--- START ---

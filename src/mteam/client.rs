use anyhow::{bail, Context, Result};
use async_trait::async_trait;
use chrono::{DateTime, FixedOffset, NaiveDateTime, TimeZone, Utc};
use reqwest::Client;
use serde_json::{json, Value};
use std::time::Duration;
use tracing::{debug, info, warn};

use crate::db::models::{Endpoint, Match, MatchOption, RemoteBet};
use crate::wager::error::WagerError;
use crate::wager::gateway::{BoardLookup, MatchFeed, Submission, WagerGateway};

const ENDTIME_FORMAT: &str = "%Y-%m-%d %H:%M:%S";

/// Forum account and board that publish match results.
const RESULT_AUTHOR_ID: u64 = 153459;
const RESULT_FORUM_ID: u64 = 29;

/// Client for the M-Team betting board API.
///
/// Every call is a POST authenticated with `x-api-key`: form-encoded for the
/// betting endpoints, JSON for the forum. Reads try the primary host and then
/// the backup; wager submissions go to the host the caller picks.
#[derive(Clone)]
pub struct MTeamClient {
    http: Client,
    api_key: String,
    uid: String,
    primary_url: String,
    backup_url: String,
    /// Board timestamps are naive local time in this zone
    feed_offset: FixedOffset,
}

impl MTeamClient {
    pub fn new(
        api_key: &str,
        uid: &str,
        primary_url: &str,
        backup_url: &str,
        feed_utc_offset_hours: i32,
        timeout: Duration,
    ) -> Result<Self> {
        let http = Client::builder()
            .timeout(timeout)
            .build()
            .context("Failed to build HTTP client")?;
        let feed_offset = FixedOffset::east_opt(feed_utc_offset_hours * 3600)
            .with_context(|| format!("Invalid feed UTC offset {}h", feed_utc_offset_hours))?;
        Ok(MTeamClient {
            http,
            api_key: api_key.to_string(),
            uid: uid.to_string(),
            primary_url: primary_url.trim_end_matches('/').to_string(),
            backup_url: backup_url.trim_end_matches('/').to_string(),
            feed_offset,
        })
    }

    fn base_url(&self, endpoint: Endpoint) -> &str {
        match endpoint {
            Endpoint::Primary => &self.primary_url,
            Endpoint::Backup => &self.backup_url,
        }
    }

    /// POST a body and return the raw JSON envelope.
    async fn post(&self, endpoint: Endpoint, path: &str, body: Body<'_>) -> Result<Value> {
        let url = format!("{}{}", self.base_url(endpoint), path);
        debug!("M-Team POST {}", url);

        let req = self.http.post(&url).header("x-api-key", &self.api_key);
        let req = match body {
            Body::Form(form) => req.form(form),
            Body::Json(json) => req.json(json),
        };
        let resp = req
            .send()
            .await
            .with_context(|| format!("M-Team request to {} failed", url))?;

        if !resp.status().is_success() {
            let status = resp.status();
            let body = resp.text().await.unwrap_or_default();
            bail!("M-Team API error {}: {}", status, body);
        }

        resp.json().await.context("Failed to parse M-Team response")
    }

    /// Like [`Self::post`] but also requires `code == "0"`.
    async fn post_ok(&self, endpoint: Endpoint, path: &str, body: Body<'_>) -> Result<Value> {
        let raw = self.post(endpoint, path, body).await?;
        if !is_ok(&raw) {
            bail!("M-Team {} refused: {}", path, message_of(&raw));
        }
        Ok(raw)
    }

    /// Primary host first, backup on any failure.
    async fn post_with_fallback(&self, path: &str, body: Body<'_>) -> Result<Value> {
        match self.post_ok(Endpoint::Primary, path, body).await {
            Ok(v) => Ok(v),
            Err(primary) => {
                warn!("Primary M-Team host failed for {}: {:#}; trying backup", path, primary);
                self.post_ok(Endpoint::Backup, path, body)
                    .await
                    .map_err(|backup| anyhow::anyhow!("primary: {:#}; backup: {:#}", primary, backup))
            }
        }
    }
}

/// Request body: the betting endpoints take forms, the forum takes JSON.
#[derive(Clone, Copy)]
enum Body<'a> {
    Form(&'a [(&'a str, String)]),
    Json(&'a Value),
}

#[async_trait]
impl MatchFeed for MTeamClient {
    async fn fetch_live_matches(&self) -> Result<Vec<Match>, WagerError> {
        let form = [("active", "LIVE".to_string()), ("fix", "0".to_string())];
        let raw = self
            .post_with_fallback("/api/bet/findBetgameList", Body::Form(&form))
            .await
            .map_err(|e| WagerError::FeedUnavailable(format!("{:#}", e)))?;
        let matches = parse_matches(&raw, self.feed_offset);
        info!("Fetched {} LIVE matches from M-Team", matches.len());
        Ok(matches)
    }

    fn name(&self) -> &str {
        "m-team"
    }
}

#[async_trait]
impl WagerGateway for MTeamClient {
    async fn submit_wager(&self, endpoint: Endpoint, option_id: &str, stake: f64) -> Result<Submission> {
        info!(
            "Submitting wager: option={}, stake={:.2}, endpoint={}",
            option_id,
            stake,
            endpoint.as_str()
        );
        let form = [("optId", option_id.to_string()), ("bonus", format_stake(stake))];
        let raw = self.post(endpoint, "/api/bet/betgameOdds", Body::Form(&form)).await?;
        Ok(Submission {
            success: is_ok(&raw),
            message: message_of(&raw),
        })
    }

    async fn fetch_balance(&self) -> Result<f64> {
        let form = [("uid", self.uid.clone())];
        let raw = self
            .post_with_fallback("/api/member/profile", Body::Form(&form))
            .await?;
        number(&raw["data"]["memberCount"]["bonus"]).context("Balance missing from profile response")
    }
}

#[async_trait]
impl BoardLookup for MTeamClient {
    async fn fetch_bet_details(&self, match_id: &str) -> Result<Vec<RemoteBet>> {
        let form = [("gameId", match_id.to_string())];
        let raw = self
            .post_with_fallback("/api/bet/getDetailBetList", Body::Form(&form))
            .await?;
        Ok(parse_bet_details(&raw))
    }

    async fn fetch_result_posts(&self, page: u32, size: u32) -> Result<Vec<Value>> {
        let body = json!({
            "pageNumber": page.max(1),
            "pageSize": size.max(1),
            "lastId": 0,
            "keyword": "",
            "authorId": RESULT_AUTHOR_ID,
            "fid": RESULT_FORUM_ID,
            "author": 0,
        });
        let raw = self
            .post_with_fallback("/api/forum/post/search", Body::Json(&body))
            .await?;
        Ok(raw["data"]["data"].as_array().cloned().unwrap_or_default())
    }

    async fn fetch_post_detail(&self, tid: &str) -> Result<Value> {
        let body = json!({
            "pageNumber": 1,
            "pageSize": 20,
            "lastId": 0,
            "tid": tid,
            "authorId": 0,
        });
        let raw = self
            .post_with_fallback("/api/forum/topic/detail", Body::Json(&body))
            .await?;
        Ok(raw["data"].clone())
    }
}

// ── Parsing helpers ────────────────────────────────────────────────────────────

fn is_ok(raw: &Value) -> bool {
    match &raw["code"] {
        Value::String(s) => s == "0",
        Value::Number(n) => n.as_i64() == Some(0),
        _ => false,
    }
}

fn message_of(raw: &Value) -> String {
    raw["message"]
        .as_str()
        .map(str::to_string)
        .unwrap_or_else(|| raw.to_string())
}

/// Numbers arrive either as JSON numbers or as strings.
fn number(v: &Value) -> Option<f64> {
    v.as_f64().or_else(|| v.as_str().and_then(|s| s.trim().parse().ok()))
}

fn text(v: &Value) -> Option<String> {
    match v {
        Value::String(s) => Some(s.clone()),
        Value::Number(n) => Some(n.to_string()),
        _ => None,
    }
}

/// Whole points are sent without a fractional part.
fn format_stake(stake: f64) -> String {
    if stake.fract() == 0.0 {
        format!("{:.0}", stake)
    } else {
        format!("{:.2}", stake)
    }
}

pub(crate) fn parse_endtime(s: &str, offset: FixedOffset) -> Option<DateTime<Utc>> {
    let naive = NaiveDateTime::parse_from_str(s.trim(), ENDTIME_FORMAT).ok()?;
    offset
        .from_local_datetime(&naive)
        .single()
        .map(|dt| dt.with_timezone(&Utc))
}

pub(crate) fn parse_matches(raw: &Value, offset: FixedOffset) -> Vec<Match> {
    let Some(items) = raw["data"].as_array() else {
        return vec![];
    };

    items
        .iter()
        .filter_map(|item| {
            let id = text(&item["id"])?;
            let endtime = item["endtime"].as_str().unwrap_or_default();
            let Some(close_time) = parse_endtime(endtime, offset) else {
                warn!("Skipping match {}: unparseable endtime '{}'", id, endtime);
                return None;
            };
            let options = item["optionsList"]
                .as_array()
                .map(|opts| opts.iter().filter_map(parse_option).collect())
                .unwrap_or_default();

            Some(Match {
                id,
                title: item["heading"].as_str().unwrap_or("").to_string(),
                close_time,
                status: item["active"].as_str().unwrap_or("").to_string(),
                options,
                tax_rate: number(&item["taxRate"]).unwrap_or(0.0),
            })
        })
        .collect()
}

pub(crate) fn parse_bet_details(raw: &Value) -> Vec<RemoteBet> {
    let Some(items) = raw["data"].as_array() else {
        return vec![];
    };
    items
        .iter()
        .filter_map(|item| {
            Some(RemoteBet {
                id: text(&item["id"])?,
                match_id: text(&item["gameid"]).unwrap_or_default(),
                option_id: text(&item["optionid"])?,
                user_id: text(&item["userid"]).unwrap_or_default(),
                stake: number(&item["bonus"]).unwrap_or(0.0),
                created_at: item["createdDate"].as_str().unwrap_or("").to_string(),
            })
        })
        .collect()
}

fn parse_option(opt: &Value) -> Option<MatchOption> {
    Some(MatchOption {
        id: text(&opt["id"])?,
        text: opt["text"].as_str().unwrap_or("").to_string(),
        odds: number(&opt["odds"])?,
        backed_total: number(&opt["bonusTotal"]).unwrap_or(0.0),
    })
}

#[cfg(test)]
mod tests {
    use super::*;
    use serde_json::json;

    fn cst() -> FixedOffset {
        FixedOffset::east_opt(8 * 3600).unwrap()
    }

    #[test]
    fn test_parse_board_with_string_numbers() {
        let raw = json!({
            "code": "0",
            "data": [{
                "id": "1024",
                "heading": "T1 vs GEN",
                "endtime": "2024-10-01 20:00:00",
                "active": "LIVE",
                "optionsList": [
                    {"id": "5001", "text": "T1", "odds": "1.85", "bonusTotal": "12000"},
                    {"id": 5002, "text": "GEN", "odds": 2.1, "bonusTotal": null}
                ],
                "taxRate": "0.05"
            }]
        });
        let matches = parse_matches(&raw, cst());
        assert_eq!(matches.len(), 1);
        let m = &matches[0];
        assert_eq!(m.id, "1024");
        assert!(m.is_live());
        assert_eq!(m.options.len(), 2);
        assert_eq!(m.options[0].odds, 1.85);
        assert_eq!(m.options[0].backed_total, 12000.0);
        assert_eq!(m.options[1].id, "5002");
        assert_eq!(m.options[1].backed_total, 0.0);
        assert_eq!(m.tax_rate, 0.05);
        // 20:00 at UTC+8 is 12:00 UTC
        assert_eq!(m.close_time.to_rfc3339(), "2024-10-01T12:00:00+00:00");
    }

    #[test]
    fn test_bad_endtime_skips_match() {
        let raw = json!({"code": "0", "data": [{"id": "1", "endtime": "soon", "optionsList": []}]});
        assert!(parse_matches(&raw, cst()).is_empty());
    }

    #[test]
    fn test_missing_data_is_empty() {
        assert!(parse_matches(&json!({"code": "1", "message": "denied"}), cst()).is_empty());
    }

    #[test]
    fn test_response_code_forms() {
        assert!(is_ok(&json!({"code": "0"})));
        assert!(is_ok(&json!({"code": 0})));
        assert!(!is_ok(&json!({"code": "1", "message": "closed"})));
        assert_eq!(message_of(&json!({"code": "1", "message": "closed"})), "closed");
    }

    #[test]
    fn test_parse_bet_details() {
        let raw = json!({
            "code": "0",
            "data": [
                {"id": 77, "gameid": "1024", "optionid": "5001", "userid": 42,
                 "bonus": "300", "createdDate": "2024-10-01 19:59:50"},
                {"id": 78, "gameid": "1024", "bonus": 10}
            ]
        });
        let bets = parse_bet_details(&raw);
        // entries without an option are dropped
        assert_eq!(bets.len(), 1);
        assert_eq!(bets[0].id, "77");
        assert_eq!(bets[0].match_id, "1024");
        assert_eq!(bets[0].user_id, "42");
        assert_eq!(bets[0].stake, 300.0);
        assert_eq!(bets[0].created_at, "2024-10-01 19:59:50");
        assert!(parse_bet_details(&json!({"code": "1"})).is_empty());
    }

    #[test]
    fn test_stake_formatting() {
        assert_eq!(format_stake(100.0), "100");
        assert_eq!(format_stake(83.333333), "83.33");
    }
}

--- END ---

• Prompt: Every line containing the word "optionid" should be copied from the material.

• Answer space:
                option_id: text(&item["optionid"])?,
                {"id": 77, "gameid": "1024", "optionid": "5001", "userid": 42,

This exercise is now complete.